This is the third day at my aunt's camp on the Tygart Valley River near Fairmont, WV. While we saw just a few boats out on Saturday, the last Sunday of summer brought out several as folks wanted to get in what could be the last warm, pretty-day, ride before taking their boats out for the winter. Here's a sampling.
A Mastercraft, built just up Tellico Lake from us at their factory in Vonore, Tn.
This guy was moving too fast to get a clear shot - note the clear dock across the river. That's a highly polished, all chrome top on his big, noisy, V-8 engine sticking up behind him.
These folks motored up past the camp and were fishing as they floated back past a little later.
It doesn't get more peaceful than this evening ride. Other than quick 90* turns, this is a great water skiing river as the banks quickly remove the boat wakes and you can ski on very smooth water most of the time - unlike our lake at home, which becomes ocean like at times.
Fall is obviously here as a few trees are starting to turn, the white oaks are dropping what seems like tons of acorns and docks are disappearing from the river. Even though there is a flood-control dam up river in Grafton, it’s common for the water to rise 6-8 feet (and sometimes several more) during the winter and spring and become somewhat of a debris-filled torrent. As a result any over-wintering docks in the water are subject to damage or being washed away - the folks beside us took theirs out on Sunday and this guy is towing his somewhere to take out.
For us, it was a lazy day of sitting on the porch, watching the happenings, and visiting until late afternoon, when cousins and friends showed up for dinner. We had smoked a turkey breast during the last BBQ day for the primary reason of bringing it to WV and making Kentucky Hot Browns for them. I used the recipe from Louisville’s Brown Hotel (inventor of the dish), which I’d used before and can be found HERE. We didn’t have oven proof plates, so we topped the toast with the re-heated turkey and a slice of beefsteak tomato that covered the entire sandwich then stuck it under the broiler until the tomato was warmed. We then added the mornay sauce, bacon, and parsley. The classic sandwich uses two slices of bacon in an X, but I find it easier to eat if it's crumbled - since Bev wanted to used sliced, I compromised and used one sliced and one crumbled. Not a great shot, but you get the idea.

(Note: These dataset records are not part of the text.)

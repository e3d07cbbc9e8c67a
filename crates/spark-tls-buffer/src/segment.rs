use std::{fmt, mem, sync::Arc};

use bytes::BytesMut;

/// `BufferRecycler` 描述段在生命周期结束时的回收入口。
///
/// # 设计初衷（Why）
/// - [`Segment`] 需要在 `Drop` 阶段把底层 `BytesMut` 还给所属池，
///   通过 trait 对象注入回收逻辑，段本身无需知道池的具体实现。
///
/// # 契约定义（What）
/// - 实现必须线程安全且不得 panic：`reclaim` 运行在 `Drop` 路径上；
/// - 每个段恰好触发一次 `reclaim`，实现者可据此维护租约统计。
pub trait BufferRecycler: Send + Sync + 'static {
    /// 回收一次租约。
    fn reclaim(&self, reclaimed: ReclaimedBuffer);
}

/// 一次回收动作所携带的上下文。
///
/// - `capacity`：段的最终容量（可能因扩容而大于租借时的值）；
/// - `mode`：分配模式，短生命周期段不会回到自由链表；
/// - `buffer`：底层内存块，池据此决定复用还是丢弃。
#[derive(Debug)]
pub struct ReclaimedBuffer {
    capacity: usize,
    mode: AllocationMode,
    buffer: Option<BytesMut>,
}

impl ReclaimedBuffer {
    /// 创建携带完整上下文的回收结果。
    pub fn new(capacity: usize, mode: AllocationMode, buffer: Option<BytesMut>) -> Self {
        Self {
            capacity,
            mode,
            buffer,
        }
    }

    /// 本次回收的容量。
    pub fn capacity(&self) -> usize {
        self.capacity
    }

    /// 分配模式。
    pub fn mode(&self) -> AllocationMode {
        self.mode
    }

    /// 消耗结构并返回可复用的 `BytesMut`。
    pub fn into_buffer(self) -> Option<BytesMut> {
        self.buffer
    }
}

/// 段的分配模式。
///
/// - `Transient`：短生命周期（一次握手、一次探测），释放后直接交还分配器；
/// - `Reusable`：长生命周期（会话的网络段），释放后进入自由链表等待复用。
#[derive(Clone, Copy, Debug, PartialEq, Eq, Hash)]
pub enum AllocationMode {
    Transient,
    Reusable,
}

/// 段当前的所有者。
///
/// 所有权转移必须通过 [`Segment::transfer`] 显式完成，便于在 trace 日志中审计
/// “引擎 → 适配器 → 调用方/池”的单向流转。
#[derive(Clone, Copy, Debug, PartialEq, Eq, Hash)]
pub enum SegmentOwner {
    /// 记录层引擎正在向段写入输出。
    Engine,
    /// 读/写适配器或握手驱动持有段。
    Adapter,
    /// 段已交付给上层调用方。
    Caller,
    /// 段已归还池，仅在释放路径上短暂出现。
    Pool,
}

impl fmt::Display for SegmentOwner {
    fn fmt(&self, f: &mut fmt::Formatter<'_>) -> fmt::Result {
        let label = match self {
            SegmentOwner::Engine => "engine",
            SegmentOwner::Adapter => "adapter",
            SegmentOwner::Caller => "caller",
            SegmentOwner::Pool => "pool",
        };
        f.write_str(label)
    }
}

/// 网络/应用字节段。
///
/// # 教案级注释
///
/// ## 意图（Why）
/// - 记录层引擎以“位置/界限/容量”描述缓冲：写入方在 `limit` 之后追加，读取方从 `position`
///   开始消费。TLS 读路径需要同时容纳“已消费一半的旧密文”和“新到达的密文”，
///   三元组让这两种数据共存于同一块内存而无需额外拷贝。
///
/// ## 逻辑（How）
/// - 底层 `BytesMut` 在分配时即填满到容量（`len == capacity`），`position` 与 `limit`
///   是显式维护的索引：可读区间为 `[position, limit)`，可写区间为 `[limit, capacity)`；
/// - `Drop` 时把内存块交给 [`BufferRecycler`]，因此无论正常释放还是错误路径提前返回，
///   回收都只会发生一次。
///
/// ## 契约（What）
/// - 不变式：`position <= limit <= capacity`；
/// - 同一时刻只有一个 [`SegmentOwner`]；
/// - 释放（`SegmentPool::release` 或直接 drop）以值语义消费段。
pub struct Segment {
    id: u64,
    buf: BytesMut,
    position: usize,
    limit: usize,
    mode: AllocationMode,
    owner: SegmentOwner,
    recycler: Option<Arc<dyn BufferRecycler>>,
}

impl Segment {
    pub(crate) fn leased(
        id: u64,
        buf: BytesMut,
        mode: AllocationMode,
        recycler: Arc<dyn BufferRecycler>,
    ) -> Self {
        Self {
            id,
            buf,
            position: 0,
            limit: 0,
            mode,
            owner: SegmentOwner::Adapter,
            recycler: Some(recycler),
        }
    }

    /// 创建不归属任何池的段，主要用于上游持有的入站缓冲与测试。
    pub fn detached(capacity: usize) -> Self {
        Self {
            id: 0,
            buf: BytesMut::zeroed(capacity),
            position: 0,
            limit: 0,
            mode: AllocationMode::Transient,
            owner: SegmentOwner::Caller,
            recycler: None,
        }
    }

    /// 以给定内容创建独立段，`limit` 等于内容长度。
    pub fn from_slice(data: &[u8]) -> Self {
        let mut segment = Self::detached(data.len());
        segment.put_slice(data);
        segment
    }

    /// 池内唯一编号，独立段恒为 0。
    pub fn id(&self) -> u64 {
        self.id
    }

    pub fn capacity(&self) -> usize {
        self.buf.len()
    }

    pub fn position(&self) -> usize {
        self.position
    }

    pub fn limit(&self) -> usize {
        self.limit
    }

    pub fn mode(&self) -> AllocationMode {
        self.mode
    }

    pub fn owner(&self) -> SegmentOwner {
        self.owner
    }

    /// 恢复读取位置。
    ///
    /// # Panics
    /// `position > limit` 违反段的不变式。
    pub fn set_position(&mut self, position: usize) {
        assert!(position <= self.limit, "position beyond limit");
        self.position = position;
    }

    /// 恢复写入界限。
    ///
    /// # Panics
    /// `limit` 超出容量或小于当前位置。
    pub fn set_limit(&mut self, limit: usize) {
        assert!(limit <= self.capacity(), "limit beyond capacity");
        assert!(self.position <= limit, "limit below position");
        self.limit = limit;
    }

    /// 未消费的字节。
    pub fn readable(&self) -> &[u8] {
        &self.buf[self.position..self.limit]
    }

    pub fn readable_len(&self) -> usize {
        self.limit - self.position
    }

    /// 可读区间为空。
    pub fn is_drained(&self) -> bool {
        self.position == self.limit
    }

    /// `limit` 之后仍可写入的字节数。
    pub fn spare_capacity(&self) -> usize {
        self.capacity() - self.limit
    }

    /// 可写区间，写入后需调用 [`Segment::commit`]。
    pub fn spare_mut(&mut self) -> &mut [u8] {
        let limit = self.limit;
        &mut self.buf[limit..]
    }

    /// 确认已写入 `spare_mut` 前 `len` 字节。
    ///
    /// # Panics
    /// `len` 超出可写区间。
    pub fn commit(&mut self, len: usize) {
        assert!(len <= self.spare_capacity(), "commit beyond capacity");
        self.limit += len;
    }

    /// 标记前 `len` 个可读字节已消费。
    ///
    /// # Panics
    /// `len` 超出可读区间。
    pub fn consume(&mut self, len: usize) {
        assert!(len <= self.readable_len(), "consume beyond limit");
        self.position += len;
    }

    /// 在 `limit` 之后追加数据，返回实际写入的字节数（受剩余容量约束）。
    pub fn put_slice(&mut self, data: &[u8]) -> usize {
        let len = data.len().min(self.spare_capacity());
        let limit = self.limit;
        self.buf[limit..limit + len].copy_from_slice(&data[..len]);
        self.limit += len;
        len
    }

    /// 从可读区间复制到 `dst`，返回复制的字节数并推进位置。
    pub fn copy_into(&mut self, dst: &mut [u8]) -> usize {
        let len = dst.len().min(self.readable_len());
        dst[..len].copy_from_slice(&self.buf[self.position..self.position + len]);
        self.position += len;
        len
    }

    /// 把未消费数据移动到段首，释放前部已消费空间。
    pub fn compact(&mut self) {
        if self.position == 0 {
            return;
        }
        let remaining = self.readable_len();
        self.buf.copy_within(self.position..self.limit, 0);
        self.position = 0;
        self.limit = remaining;
    }

    /// 清空位置与界限，容量保持不变。
    pub fn clear(&mut self) {
        self.position = 0;
        self.limit = 0;
    }

    /// 复制可读区间为 `Vec<u8>`，不改变位置。
    pub fn to_vec(&self) -> Vec<u8> {
        self.readable().to_vec()
    }

    /// 显式转移所有权。
    pub fn transfer(&mut self, to: SegmentOwner) {
        if self.owner != to {
            tracing::trace!(segment = self.id, from = %self.owner, to = %to, "segment ownership transferred");
            self.owner = to;
        }
    }
}

impl fmt::Debug for Segment {
    fn fmt(&self, f: &mut fmt::Formatter<'_>) -> fmt::Result {
        f.debug_struct("Segment")
            .field("id", &self.id)
            .field("position", &self.position)
            .field("limit", &self.limit)
            .field("capacity", &self.capacity())
            .field("mode", &self.mode)
            .field("owner", &self.owner)
            .finish()
    }
}

impl Drop for Segment {
    fn drop(&mut self) {
        if let Some(recycler) = self.recycler.take() {
            let capacity = self.buf.len();
            let buffer = mem::take(&mut self.buf);
            self.owner = SegmentOwner::Pool;
            recycler.reclaim(ReclaimedBuffer::new(capacity, self.mode, Some(buffer)));
        }
    }
}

They turned out to be delicious and everyone seemed to enjoy them, but someone made the suggestion and we all agreed that some form of onion would punch them up. So next time, I’ll make one with a little sliced or diced onion on the tomato and another with some chopped green onion on top and see what we think.
The guests all brought a dessert or two and after a little digesting time, I just couldn’t pass up cake and ice cream. As long as I can remember, when having chocolate cake and vanilla ice cream, I would let the ice cream get soft then mix it up with the cake. I thought I was the only one who did this, but come to find out, my cousin does the same – he added some fresh strawberries to his bowl for this one. Here’s a shot of his and while Beverly says it looks like garbage, Dairy Queen thinks it looks like a Blizzard – we were just ahead of the time.
Have a great day and thanks for stopping by.